(DATA LISTING)

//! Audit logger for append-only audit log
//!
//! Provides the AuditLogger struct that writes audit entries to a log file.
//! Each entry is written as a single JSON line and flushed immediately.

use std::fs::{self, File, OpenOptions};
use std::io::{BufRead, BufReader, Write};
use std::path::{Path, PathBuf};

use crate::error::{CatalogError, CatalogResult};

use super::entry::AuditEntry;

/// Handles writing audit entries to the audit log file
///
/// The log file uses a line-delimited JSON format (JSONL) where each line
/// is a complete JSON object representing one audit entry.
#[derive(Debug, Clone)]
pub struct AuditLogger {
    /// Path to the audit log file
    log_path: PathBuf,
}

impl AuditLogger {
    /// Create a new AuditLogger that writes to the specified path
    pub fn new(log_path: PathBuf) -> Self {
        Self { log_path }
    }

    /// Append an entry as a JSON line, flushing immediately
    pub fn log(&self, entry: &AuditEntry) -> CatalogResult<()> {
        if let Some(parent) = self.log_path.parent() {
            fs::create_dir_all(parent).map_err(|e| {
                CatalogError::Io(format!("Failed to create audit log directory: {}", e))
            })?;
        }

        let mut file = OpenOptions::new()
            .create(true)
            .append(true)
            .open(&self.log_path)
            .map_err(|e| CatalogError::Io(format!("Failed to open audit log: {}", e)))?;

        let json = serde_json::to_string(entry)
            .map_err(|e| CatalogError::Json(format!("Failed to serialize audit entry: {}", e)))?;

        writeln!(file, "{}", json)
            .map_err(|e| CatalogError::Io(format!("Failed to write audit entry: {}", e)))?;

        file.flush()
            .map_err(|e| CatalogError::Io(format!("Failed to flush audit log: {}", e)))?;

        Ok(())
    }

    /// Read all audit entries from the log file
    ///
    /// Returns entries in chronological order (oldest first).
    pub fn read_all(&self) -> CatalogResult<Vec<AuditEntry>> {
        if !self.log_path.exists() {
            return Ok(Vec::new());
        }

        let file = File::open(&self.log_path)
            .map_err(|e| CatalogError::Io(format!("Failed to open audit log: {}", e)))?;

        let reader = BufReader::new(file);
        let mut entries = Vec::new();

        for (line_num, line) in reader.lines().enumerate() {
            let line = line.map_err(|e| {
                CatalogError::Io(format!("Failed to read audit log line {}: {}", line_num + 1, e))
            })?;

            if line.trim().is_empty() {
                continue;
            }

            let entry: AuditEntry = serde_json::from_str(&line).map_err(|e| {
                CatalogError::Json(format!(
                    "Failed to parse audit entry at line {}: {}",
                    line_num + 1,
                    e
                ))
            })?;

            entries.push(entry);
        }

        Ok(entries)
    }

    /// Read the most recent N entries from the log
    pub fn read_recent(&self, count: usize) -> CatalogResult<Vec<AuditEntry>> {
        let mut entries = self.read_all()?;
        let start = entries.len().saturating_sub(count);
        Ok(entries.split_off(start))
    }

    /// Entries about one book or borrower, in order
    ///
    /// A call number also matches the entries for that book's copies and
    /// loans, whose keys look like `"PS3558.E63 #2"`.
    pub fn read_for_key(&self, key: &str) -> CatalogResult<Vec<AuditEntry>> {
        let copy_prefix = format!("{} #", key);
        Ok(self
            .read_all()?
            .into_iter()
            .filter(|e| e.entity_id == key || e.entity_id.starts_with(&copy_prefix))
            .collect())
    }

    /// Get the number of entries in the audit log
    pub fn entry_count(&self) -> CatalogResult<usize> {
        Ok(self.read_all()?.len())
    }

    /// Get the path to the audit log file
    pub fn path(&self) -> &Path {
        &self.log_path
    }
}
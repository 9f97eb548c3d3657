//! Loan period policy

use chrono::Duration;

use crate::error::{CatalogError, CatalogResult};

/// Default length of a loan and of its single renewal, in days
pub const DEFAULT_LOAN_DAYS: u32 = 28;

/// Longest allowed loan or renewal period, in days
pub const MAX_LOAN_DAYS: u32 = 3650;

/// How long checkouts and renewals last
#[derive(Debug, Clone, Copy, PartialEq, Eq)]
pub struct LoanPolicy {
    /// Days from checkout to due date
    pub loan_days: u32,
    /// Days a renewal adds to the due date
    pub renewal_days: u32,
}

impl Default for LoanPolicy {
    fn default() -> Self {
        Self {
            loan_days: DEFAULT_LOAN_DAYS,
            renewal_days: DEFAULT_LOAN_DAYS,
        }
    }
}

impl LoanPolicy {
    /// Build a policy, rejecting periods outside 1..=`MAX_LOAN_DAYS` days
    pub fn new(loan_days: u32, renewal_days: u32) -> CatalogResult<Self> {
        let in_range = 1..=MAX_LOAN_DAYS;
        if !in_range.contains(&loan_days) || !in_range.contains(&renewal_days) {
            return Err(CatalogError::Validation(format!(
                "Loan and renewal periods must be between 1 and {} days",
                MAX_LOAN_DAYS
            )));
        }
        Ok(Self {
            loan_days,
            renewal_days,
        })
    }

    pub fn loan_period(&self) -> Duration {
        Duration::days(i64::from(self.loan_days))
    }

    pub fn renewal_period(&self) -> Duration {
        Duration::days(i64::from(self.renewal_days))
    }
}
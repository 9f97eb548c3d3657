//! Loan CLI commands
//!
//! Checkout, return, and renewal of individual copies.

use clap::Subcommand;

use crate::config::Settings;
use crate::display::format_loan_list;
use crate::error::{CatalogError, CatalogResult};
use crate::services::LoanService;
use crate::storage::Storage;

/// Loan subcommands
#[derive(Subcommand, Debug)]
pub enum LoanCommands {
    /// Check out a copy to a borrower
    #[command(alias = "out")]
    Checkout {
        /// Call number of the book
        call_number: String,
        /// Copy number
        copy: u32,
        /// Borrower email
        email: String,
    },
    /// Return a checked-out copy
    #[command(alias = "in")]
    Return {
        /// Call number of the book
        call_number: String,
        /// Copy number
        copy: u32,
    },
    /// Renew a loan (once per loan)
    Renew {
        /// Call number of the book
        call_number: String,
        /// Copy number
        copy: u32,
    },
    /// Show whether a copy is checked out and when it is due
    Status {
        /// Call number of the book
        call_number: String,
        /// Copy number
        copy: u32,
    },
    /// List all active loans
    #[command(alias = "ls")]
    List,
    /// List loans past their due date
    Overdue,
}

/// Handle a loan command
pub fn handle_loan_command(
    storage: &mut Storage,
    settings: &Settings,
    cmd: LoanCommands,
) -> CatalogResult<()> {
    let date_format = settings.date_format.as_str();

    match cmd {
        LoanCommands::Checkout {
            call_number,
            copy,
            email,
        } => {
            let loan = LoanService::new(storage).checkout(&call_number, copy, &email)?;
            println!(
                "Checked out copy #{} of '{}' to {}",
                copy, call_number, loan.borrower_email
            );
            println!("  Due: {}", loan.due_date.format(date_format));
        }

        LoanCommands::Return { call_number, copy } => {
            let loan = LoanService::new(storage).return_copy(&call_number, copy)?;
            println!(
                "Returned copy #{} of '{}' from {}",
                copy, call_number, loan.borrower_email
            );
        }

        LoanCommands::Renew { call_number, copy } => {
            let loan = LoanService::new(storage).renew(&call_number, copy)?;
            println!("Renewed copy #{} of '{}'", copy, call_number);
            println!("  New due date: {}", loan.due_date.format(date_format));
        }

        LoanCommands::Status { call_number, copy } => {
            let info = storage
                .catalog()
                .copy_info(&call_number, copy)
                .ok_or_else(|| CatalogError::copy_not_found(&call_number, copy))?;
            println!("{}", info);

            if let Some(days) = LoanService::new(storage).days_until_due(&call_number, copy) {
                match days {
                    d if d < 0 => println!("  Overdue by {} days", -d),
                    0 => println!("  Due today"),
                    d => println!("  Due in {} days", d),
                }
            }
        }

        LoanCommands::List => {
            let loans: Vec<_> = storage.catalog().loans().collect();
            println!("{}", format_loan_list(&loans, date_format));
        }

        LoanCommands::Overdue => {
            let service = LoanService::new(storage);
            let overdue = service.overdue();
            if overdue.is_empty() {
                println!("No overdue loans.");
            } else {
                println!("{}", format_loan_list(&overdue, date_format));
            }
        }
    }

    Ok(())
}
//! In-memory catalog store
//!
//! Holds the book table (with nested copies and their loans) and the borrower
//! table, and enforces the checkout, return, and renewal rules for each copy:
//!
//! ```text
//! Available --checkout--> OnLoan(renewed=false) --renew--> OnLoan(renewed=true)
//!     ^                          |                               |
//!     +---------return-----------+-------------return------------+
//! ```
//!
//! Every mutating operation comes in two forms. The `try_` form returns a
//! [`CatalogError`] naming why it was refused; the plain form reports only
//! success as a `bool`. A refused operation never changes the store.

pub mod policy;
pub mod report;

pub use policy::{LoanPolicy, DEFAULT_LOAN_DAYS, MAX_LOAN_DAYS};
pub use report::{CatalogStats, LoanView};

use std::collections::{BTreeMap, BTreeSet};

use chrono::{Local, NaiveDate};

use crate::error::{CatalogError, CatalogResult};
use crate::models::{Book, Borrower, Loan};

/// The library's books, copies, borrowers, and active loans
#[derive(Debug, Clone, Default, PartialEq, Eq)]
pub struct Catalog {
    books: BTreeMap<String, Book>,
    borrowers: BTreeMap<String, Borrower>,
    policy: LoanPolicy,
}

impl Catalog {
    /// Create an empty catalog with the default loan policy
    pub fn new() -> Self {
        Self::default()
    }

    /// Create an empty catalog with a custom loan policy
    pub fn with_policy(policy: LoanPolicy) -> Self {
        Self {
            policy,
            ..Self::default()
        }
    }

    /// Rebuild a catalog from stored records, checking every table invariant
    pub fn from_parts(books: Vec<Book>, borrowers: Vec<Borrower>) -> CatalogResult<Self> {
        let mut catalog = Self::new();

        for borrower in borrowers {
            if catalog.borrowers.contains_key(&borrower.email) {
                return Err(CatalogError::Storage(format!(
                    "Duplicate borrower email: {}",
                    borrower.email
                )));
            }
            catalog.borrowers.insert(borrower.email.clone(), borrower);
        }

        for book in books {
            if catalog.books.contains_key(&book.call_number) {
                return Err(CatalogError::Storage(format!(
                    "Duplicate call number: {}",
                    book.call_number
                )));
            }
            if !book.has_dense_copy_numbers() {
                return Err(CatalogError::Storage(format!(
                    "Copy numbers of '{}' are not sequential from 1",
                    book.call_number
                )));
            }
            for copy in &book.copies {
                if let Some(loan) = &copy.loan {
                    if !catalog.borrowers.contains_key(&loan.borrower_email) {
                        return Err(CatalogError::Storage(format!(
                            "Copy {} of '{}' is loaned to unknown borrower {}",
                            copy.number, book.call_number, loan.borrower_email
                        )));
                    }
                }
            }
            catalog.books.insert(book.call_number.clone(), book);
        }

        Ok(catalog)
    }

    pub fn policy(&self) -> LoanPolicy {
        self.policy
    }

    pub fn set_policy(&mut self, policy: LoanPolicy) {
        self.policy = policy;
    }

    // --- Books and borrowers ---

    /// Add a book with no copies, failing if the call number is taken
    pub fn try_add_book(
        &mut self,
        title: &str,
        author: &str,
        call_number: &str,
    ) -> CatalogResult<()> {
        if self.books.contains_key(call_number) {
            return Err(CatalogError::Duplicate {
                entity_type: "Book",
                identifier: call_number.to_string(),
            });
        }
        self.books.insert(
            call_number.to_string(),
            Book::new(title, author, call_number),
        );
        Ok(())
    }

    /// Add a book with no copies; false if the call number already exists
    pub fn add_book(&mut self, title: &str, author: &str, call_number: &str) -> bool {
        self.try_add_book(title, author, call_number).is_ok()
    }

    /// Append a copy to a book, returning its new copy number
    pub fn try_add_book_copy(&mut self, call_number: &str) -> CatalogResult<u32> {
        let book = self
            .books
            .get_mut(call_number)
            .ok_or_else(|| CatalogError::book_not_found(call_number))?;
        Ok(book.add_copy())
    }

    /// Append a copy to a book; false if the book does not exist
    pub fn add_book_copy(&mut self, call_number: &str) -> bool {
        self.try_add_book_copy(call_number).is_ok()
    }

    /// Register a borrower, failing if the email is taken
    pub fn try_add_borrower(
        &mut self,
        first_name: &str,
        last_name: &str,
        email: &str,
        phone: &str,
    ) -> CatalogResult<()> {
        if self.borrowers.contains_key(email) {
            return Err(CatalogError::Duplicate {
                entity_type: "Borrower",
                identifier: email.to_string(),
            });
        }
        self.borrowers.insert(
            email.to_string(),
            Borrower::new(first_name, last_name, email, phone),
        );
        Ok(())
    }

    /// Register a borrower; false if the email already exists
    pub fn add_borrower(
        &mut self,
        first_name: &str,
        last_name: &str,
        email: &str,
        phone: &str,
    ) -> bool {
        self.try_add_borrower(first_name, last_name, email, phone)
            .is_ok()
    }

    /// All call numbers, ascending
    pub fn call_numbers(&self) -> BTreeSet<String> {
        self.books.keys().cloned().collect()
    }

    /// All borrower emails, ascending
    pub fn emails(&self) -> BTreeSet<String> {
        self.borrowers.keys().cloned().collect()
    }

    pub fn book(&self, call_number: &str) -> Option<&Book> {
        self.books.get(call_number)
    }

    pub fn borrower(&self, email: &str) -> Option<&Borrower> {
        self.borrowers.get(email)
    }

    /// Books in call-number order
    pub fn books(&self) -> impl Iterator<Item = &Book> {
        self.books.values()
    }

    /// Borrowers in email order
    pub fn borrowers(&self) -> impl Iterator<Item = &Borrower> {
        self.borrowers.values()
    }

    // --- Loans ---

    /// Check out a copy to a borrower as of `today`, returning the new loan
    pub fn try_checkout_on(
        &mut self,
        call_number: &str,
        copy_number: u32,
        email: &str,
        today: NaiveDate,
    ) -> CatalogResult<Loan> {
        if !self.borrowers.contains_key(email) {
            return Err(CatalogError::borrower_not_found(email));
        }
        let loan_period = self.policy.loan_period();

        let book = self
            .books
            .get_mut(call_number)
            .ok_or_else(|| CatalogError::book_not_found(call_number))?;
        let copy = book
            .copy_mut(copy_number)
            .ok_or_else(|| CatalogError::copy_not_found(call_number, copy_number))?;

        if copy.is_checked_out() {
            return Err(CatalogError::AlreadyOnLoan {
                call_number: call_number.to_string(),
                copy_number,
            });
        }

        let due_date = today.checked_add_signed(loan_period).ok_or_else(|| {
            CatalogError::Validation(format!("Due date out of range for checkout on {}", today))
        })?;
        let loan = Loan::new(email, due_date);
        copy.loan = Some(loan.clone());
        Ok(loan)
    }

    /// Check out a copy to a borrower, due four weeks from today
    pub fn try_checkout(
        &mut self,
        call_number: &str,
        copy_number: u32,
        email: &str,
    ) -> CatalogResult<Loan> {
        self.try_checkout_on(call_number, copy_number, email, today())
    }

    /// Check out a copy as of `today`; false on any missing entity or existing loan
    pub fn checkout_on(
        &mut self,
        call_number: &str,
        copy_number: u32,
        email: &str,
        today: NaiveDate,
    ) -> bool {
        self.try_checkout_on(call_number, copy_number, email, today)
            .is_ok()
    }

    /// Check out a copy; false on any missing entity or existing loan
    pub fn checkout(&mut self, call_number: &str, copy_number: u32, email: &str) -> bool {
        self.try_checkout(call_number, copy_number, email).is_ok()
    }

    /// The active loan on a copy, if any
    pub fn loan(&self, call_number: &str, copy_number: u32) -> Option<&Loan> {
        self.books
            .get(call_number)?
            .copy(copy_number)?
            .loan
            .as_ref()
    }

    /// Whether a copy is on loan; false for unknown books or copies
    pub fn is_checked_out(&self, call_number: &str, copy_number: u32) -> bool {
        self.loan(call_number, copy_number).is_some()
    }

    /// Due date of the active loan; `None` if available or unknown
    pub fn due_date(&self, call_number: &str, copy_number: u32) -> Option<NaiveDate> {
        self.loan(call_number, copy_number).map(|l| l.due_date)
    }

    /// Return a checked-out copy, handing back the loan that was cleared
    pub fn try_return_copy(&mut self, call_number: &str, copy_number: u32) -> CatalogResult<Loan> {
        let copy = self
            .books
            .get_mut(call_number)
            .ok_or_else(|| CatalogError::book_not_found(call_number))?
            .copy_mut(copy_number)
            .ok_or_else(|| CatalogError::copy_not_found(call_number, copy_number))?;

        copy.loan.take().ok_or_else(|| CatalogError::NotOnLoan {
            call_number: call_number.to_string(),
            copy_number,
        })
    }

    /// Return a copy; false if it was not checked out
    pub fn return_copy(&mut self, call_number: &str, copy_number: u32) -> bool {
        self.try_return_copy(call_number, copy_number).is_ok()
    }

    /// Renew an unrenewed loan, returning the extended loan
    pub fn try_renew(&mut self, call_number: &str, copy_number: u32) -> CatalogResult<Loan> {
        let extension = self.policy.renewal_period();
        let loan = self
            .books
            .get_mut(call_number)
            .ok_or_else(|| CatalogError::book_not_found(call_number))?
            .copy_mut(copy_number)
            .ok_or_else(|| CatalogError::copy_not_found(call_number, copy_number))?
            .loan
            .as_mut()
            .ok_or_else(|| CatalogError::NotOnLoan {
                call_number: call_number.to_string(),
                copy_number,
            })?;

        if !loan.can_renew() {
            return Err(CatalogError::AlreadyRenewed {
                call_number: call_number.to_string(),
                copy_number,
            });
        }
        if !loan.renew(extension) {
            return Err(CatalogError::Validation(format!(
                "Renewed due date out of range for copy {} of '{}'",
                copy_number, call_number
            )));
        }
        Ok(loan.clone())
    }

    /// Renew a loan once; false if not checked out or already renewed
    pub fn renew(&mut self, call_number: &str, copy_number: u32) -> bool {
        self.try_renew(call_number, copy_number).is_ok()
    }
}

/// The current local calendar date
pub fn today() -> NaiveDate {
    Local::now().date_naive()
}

(End DATA LISTING)

* GOAL OF THE EXERCISE: Each line in the material above that mentions the word "emails" must be copied.

* SOLVED PROBLEM:
    /// All borrower emails, ascending
    pub fn emails(&self) -> BTreeSet<String> {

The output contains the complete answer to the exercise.